Think double sided solid bottom board with 6-8 pivoting doors and screen in the middle


----------



## Fivej (Apr 4, 2016)

Thanks everyone. I promise I did look. I didn't find it in my Betterbee or Brushy Mountain catalog and no search results on Mann Lake website. It must be under division board. Thanks again. J


----------



## crofter (May 5, 2011)

Fivej said:


> Thanks everyone. I promise I did look. I didn't find it in my Betterbee or Brushy Mountain catalog and no search results on Mann Lake website. It must be under division board. Thanks again. J


http://www.brushymountainbeefarm.com/searchprods.asp Item # 694

https://www.mannlakeltd.com/10-frame-double-screen-board Product code ww 180

Maybe Fivej has me on ignore


----------



## orthoman (Feb 23, 2013)

Go on line and find the Welsh Beekeeping Association. They have a great article on Snelgrove boards and they have the instruction to make them. 
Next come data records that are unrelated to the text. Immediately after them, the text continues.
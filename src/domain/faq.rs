use serde::{Deserialize, Serialize};

/// A question and its answer in the FAQ accordion
#[derive(Debug, Clone, PartialEq, Eq, Serialize, Deserialize)]
pub struct FaqEntry {
    pub question: String,
    pub answer: String,
}

impl FaqEntry {
    pub fn new(question: impl Into<String>, answer: impl Into<String>) -> Self {
        Self {
            question: question.into(),
            answer: answer.into(),
        }
    }
}
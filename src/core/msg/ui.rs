use serde::{Deserialize, Serialize};

use crate::core::state::ui::Focus;

/// Messages that update page-level UI state
#[derive(Debug, Clone, PartialEq, Eq, Serialize, Deserialize)]
pub enum UiMsg {
    FocusNext,
    FocusPrevious,
    Focused(Focus),
}
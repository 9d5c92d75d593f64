//! # pamui - marketing page in the terminal
//!
//! A terminal rendition of a product landing page: a testimonial carousel
//! driven by keys, clicks and swipes, a navigation menu, an FAQ accordion and
//! a scrolling logo strip. Built on an Elm-like architecture for predictable
//! state management.
//!
//! ## Architecture Overview
//!
//! - **Raw messages** (`core::raw_msg`): terminal events and timer expiries
//! - **Translator** (`core::translator`): pure mapping to domain messages
//! - **Update** (`core::update`): pure state transitions returning commands
//! - **Commands** (`core::cmd`): timers the host schedules or cancels
//! - **View** (`presentation::components`): stateless rendering of `AppState`
//!
//! ## Example Usage
//!
//! ```rust
//! use pamui::core::{
//!     msg::{carousel::CarouselMsg, Msg},
//!     state::AppState,
//!     update::update,
//! };
//! use pamui::domain::carousel::Direction;
//! use pamui::infrastructure::config::Config;
//!
//! let state = AppState::new_with_config(Config::embedded().unwrap());
//! let (state, commands) = update(Msg::Carousel(CarouselMsg::Stepped(Direction::Previous)), state);
//!
//! assert_eq!(state.carousel.current_index(), 2);
//! assert!(!commands.is_empty());
//! ```

pub mod core;
pub mod domain;
pub mod infrastructure;
pub mod integration;
pub mod presentation;
pub mod utils;

// Re-exports for convenience
pub use crate::core::{
    cmd::Cmd, msg::Msg, raw_msg::RawMsg, state::AppState, translator::translate_raw_to_domain,
    update::update,
};

/// Result type used throughout the library
pub type Result<T> = color_eyre::eyre::Result<T>;

/// Version information
pub const VERSION: &str = env!("CARGO_PKG_VERSION");
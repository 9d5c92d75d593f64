use serde::{Deserialize, Serialize};

use crate::domain::{carousel::Direction, navigation::Section};

/// Messages that update the navigation menu
#[derive(Debug, Clone, PartialEq, Eq, Serialize, Deserialize)]
pub enum MenuMsg {
    /// The menu toggle was pressed
    Toggled,
    /// Escape, the close button or a click outside the panel
    CloseRequested,
    /// The closing animation finished
    CloseElapsed,
    CursorMoved(Direction),
    /// A menu entry was chosen
    SectionSelected(Section),
}
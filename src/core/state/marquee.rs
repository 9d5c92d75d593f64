use unicode_width::UnicodeWidthStr;

use crate::{
    core::{
        cmd::{Cmd, TimerId},
        msg::marquee::MarqueeMsg,
    },
    domain::text::{marquee_track, marquee_window},
    infrastructure::config::MarqueeConfig,
};

/// Scrolling logo strip
#[derive(Debug, Clone, Default)]
pub struct MarqueeState {
    track: String,
    offset: usize,
    paused: bool,
    hovered: bool,
    /// Hover pauses only on wide viewports
    pause_enabled: bool,
    settings: MarqueeConfig,
}

impl MarqueeState {
    pub fn new(logos: &[String], settings: MarqueeConfig) -> Self {
        Self {
            track: marquee_track(logos),
            settings,
            ..Self::default()
        }
    }

    pub fn offset(&self) -> usize {
        self.offset
    }

    pub fn is_paused(&self) -> bool {
        self.paused
    }

    pub fn is_hovered(&self) -> bool {
        self.hovered
    }

    pub fn pause_enabled(&self) -> bool {
        self.pause_enabled
    }

    /// The part of the track visible in `width` columns
    pub fn visible(&self, width: usize) -> String {
        marquee_window(&self.track, self.offset, width)
    }

    pub fn update(&mut self, msg: MarqueeMsg) -> Vec<Cmd> {
        match msg {
            MarqueeMsg::Ticked => {
                if !self.paused && !self.track.is_empty() {
                    self.offset = (self.offset + 1) % self.track.width();
                }
                vec![]
            }
            MarqueeMsg::PointerEntered => {
                self.hovered = true;
                if self.pause_enabled {
                    self.paused = true;
                }
                vec![Cmd::CancelTimer(TimerId::MarqueeResume)]
            }
            MarqueeMsg::PointerLeft => {
                self.hovered = false;
                if self.paused {
                    vec![Cmd::schedule(
                        TimerId::MarqueeResume,
                        self.settings.resume_delay(),
                    )]
                } else {
                    vec![]
                }
            }
            MarqueeMsg::ResumeElapsed => {
                if !self.hovered {
                    self.paused = false;
                }
                vec![]
            }
        }
    }

    pub fn on_viewport_resized(&mut self, width_units: f64) {
        self.pause_enabled = width_units > self.settings.pause_breakpoint;
        if !self.pause_enabled {
            self.paused = false;
        }
    }
}
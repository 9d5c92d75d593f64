use ratatui::{prelude::*, widgets::*};

use crate::core::state::AppState;

/// Scrolling strip of customer logos
#[derive(Debug, Clone, Default)]
pub struct MarqueeComponent;

impl MarqueeComponent {
    pub fn new() -> Self {
        Self
    }

    pub fn view(&self, state: &AppState, frame: &mut Frame, area: Rect) {
        let block = Block::default()
            .borders(Borders::BOTTOM)
            .title(" Trusted by ")
            .title_style(Style::default().fg(Color::Gray));
        let inner = block.inner(area);
        frame.render_widget(block, area);

        let mut style = Style::default();
        if state.marquee.is_paused() {
            style = style.add_modifier(Modifier::BOLD);
        }
        let visible = state.marquee.visible(inner.width as usize);
        frame.render_widget(Paragraph::new(visible).style(style), inner);
    }
}
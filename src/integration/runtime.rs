use std::collections::VecDeque;

use color_eyre::eyre::{eyre, Result};
use tokio::sync::mpsc;

use crate::core::{
    cmd::Cmd,
    cmd_executor::CmdExecutor,
    msg::Msg,
    raw_msg::RawMsg,
    state::AppState,
    translator::translate_raw_to_domain,
    update::update_at,
};

/// Owns the application state and drives translate → update → execute
pub struct Runtime {
    state: AppState,
    msg_queue: VecDeque<Msg>,
    raw_msg_queue: VecDeque<RawMsg>,
    cmd_queue: VecDeque<Cmd>,
    raw_msg_tx: mpsc::UnboundedSender<RawMsg>,
    raw_msg_rx: mpsc::UnboundedReceiver<RawMsg>,
    cmd_executor: Option<CmdExecutor>,
}

impl Runtime {
    /// Create a new Runtime; commands queue up until an executor is set
    pub fn new(initial_state: AppState) -> Self {
        let (raw_msg_tx, raw_msg_rx) = mpsc::unbounded_channel();

        Self {
            state: initial_state,
            msg_queue: VecDeque::new(),
            raw_msg_queue: VecDeque::new(),
            cmd_queue: VecDeque::new(),
            raw_msg_tx,
            raw_msg_rx,
            cmd_executor: None,
        }
    }

    /// Create a new Runtime whose timers feed back into its own raw queue
    pub fn new_with_executor(initial_state: AppState) -> Self {
        let mut runtime = Self::new(initial_state);
        runtime.set_executor();
        runtime
    }

    pub fn set_executor(&mut self) {
        self.cmd_executor = Some(CmdExecutor::new(self.raw_msg_tx.clone()));
    }

    /// Get current state (read-only)
    pub fn state(&self) -> &AppState {
        &self.state
    }

    /// Send message directly (for testing)
    pub fn send_msg(&mut self, msg: Msg) {
        self.msg_queue.push_back(msg);
    }

    /// Send raw message (for integration with external systems)
    pub fn send_raw_msg(&mut self, raw_msg: RawMsg) {
        self.raw_msg_queue.push_back(raw_msg);
    }

    /// Get raw message sender
    pub fn get_raw_sender(&self) -> mpsc::UnboundedSender<RawMsg> {
        self.raw_msg_tx.clone()
    }

    /// Wait for the next raw message from timers or other external senders
    pub async fn recv_raw(&mut self) -> Option<RawMsg> {
        self.raw_msg_rx.recv().await
    }

    /// Get pending commands
    pub fn pending_commands(&mut self) -> Vec<Cmd> {
        self.cmd_queue.drain(..).collect()
    }

    /// Execute all pending commands using the command executor
    pub fn execute_pending_commands(&mut self) -> Result<usize> {
        let commands = self.pending_commands();
        let Some(executor) = self.cmd_executor.as_mut() else {
            return Err(eyre!(
                "No command executor available; dropped {} command(s)",
                commands.len()
            ));
        };

        for result in executor.execute_commands(&commands) {
            result?;
        }
        Ok(commands.len())
    }

    /// Process a single message
    pub fn process_message(&mut self, msg: Msg) -> Vec<Cmd> {
        if !msg.is_frequent() {
            log::debug!("Processing {msg:?}");
        }
        // tokio's clock, so paused-time tests see the same time as the timers
        let now = tokio::time::Instant::now().into_std();
        let (new_state, commands) = update_at(msg, self.state.clone(), now);
        self.state = new_state;

        self.cmd_queue.extend(commands.iter().cloned());
        commands
    }

    /// Process all messages in queue
    pub fn process_all_messages(&mut self) -> Vec<Cmd> {
        let mut all_commands = Vec::new();

        // Translate against the state left by the previous raw message
        while let Some(raw_msg) = self.next_queued_raw() {
            for msg in translate_raw_to_domain(raw_msg, &self.state) {
                all_commands.extend(self.process_message(msg));
            }
        }

        while let Some(msg) = self.msg_queue.pop_front() {
            all_commands.extend(self.process_message(msg));
        }

        all_commands
    }

    /// Process all messages and execute commands in one step
    pub fn run_update_cycle(&mut self) -> Result<usize> {
        self.process_all_messages();
        if self.cmd_executor.is_none() {
            // Test runtimes inspect the queue instead
            return Ok(0);
        }
        self.execute_pending_commands()
    }

    /// Get runtime statistics
    pub fn get_stats(&self) -> RuntimeStats {
        RuntimeStats {
            queued_messages: self.msg_queue.len() + self.raw_msg_queue.len(),
            queued_commands: self.cmd_queue.len(),
            current_testimonial: self.state.carousel.current_index(),
            is_auto_advancing: self.state.carousel.is_auto_advancing(),
            has_executor: self.cmd_executor.is_some(),
        }
    }

    fn next_queued_raw(&mut self) -> Option<RawMsg> {
        self.raw_msg_queue
            .pop_front()
            .or_else(|| self.raw_msg_rx.try_recv().ok())
    }
}

/// Runtime statistics
#[derive(Debug, Clone, PartialEq, Eq)]
pub struct RuntimeStats {
    pub queued_messages: usize,
    pub queued_commands: usize,
    pub current_testimonial: usize,
    pub is_auto_advancing: bool,
    pub has_executor: bool,
}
It is about the simplest thing in the world to make yourself.


----------



## Fivej (Apr 4, 2016)

Yep Orthoman, they look really simple to make and i hope to make one, but I thought to eliminate foul ups I would buy one as a guide for me.
Crofter, I certainly don't have you on ignore. I was just confirming what you suggested. Its under division board or screened board. Is Snelgrove Board trademarked or something? Isn't that what most people call them?


----------



## crofter (May 5, 2011)

Fivej said:


> Yep Orthoman, they look really simple to make and i hope to make one, but I thought to eliminate foul ups I would buy one as a guide for me.
> Crofter, I certainly don't have you on ignore. I was just confirming what you suggested. Its under division board or screened board. Is Snelgrove Board trademarked or something? Isn't that what most people call them?


Here is an interesting read on the fellow who put his name on the board int the 1930's. http://beespoke.info/2014/05/23/book-review-snelgrove-swarming-its-prevention-and-control/

In Great Britain his name is probably more familiar than in the US. where they are probably better know as just division boards or double screened division boards. I have Snelgroves book on Queen Rearing and dont see much in it that isnt considered to be very much true today.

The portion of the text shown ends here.